TASK DIRECTIONS: Set each line of the records down again exactly, please.

(Dataset entries)

-=-=-

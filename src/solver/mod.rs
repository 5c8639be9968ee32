//! Countdown solving algorithms
//!
//! Target search and expression evaluation for the Numbers round, longest word
//! search for the Letters round, and conundrum scrambling.

mod conundrum;
pub mod expression;
mod longest;
pub mod target;

pub use conundrum::{
    CONUNDRUM_LENGTH, ConundrumError, ConundrumPuzzle, is_conundrum_answer, scramble_word,
};
pub use expression::{ExpressionError, evaluate, normalize, validate_numbers_used};
pub use longest::find_longest_word;
pub use target::{
    Expr, Operator, Solution, Step, TARGET_RANGE, Target, TargetError, TargetOrigin,
    find_solution, generate_solvable_target,
};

-=-=-

FINAL ANSWER:
filename src/solver/mod.rs
repository 5c8639be9968ee32
//! Countdown solving algorithms
//!
//! Target search and expression evaluation for the Numbers round, longest word
//! search for the Letters round, and conundrum scrambling.

mod conundrum;
pub mod expression;
mod longest;
pub mod target;

pub use conundrum::{
    CONUNDRUM_LENGTH, ConundrumError, ConundrumPuzzle, is_conundrum_answer, scramble_word,
};
pub use expression::{ExpressionError, evaluate, normalize, validate_numbers_used};
pub use longest::find_longest_word;
pub use target::{
    Expr, Operator, Solution, Step, TARGET_RANGE, Target, TargetError, TargetOrigin,
    find_solution, generate_solvable_target,
};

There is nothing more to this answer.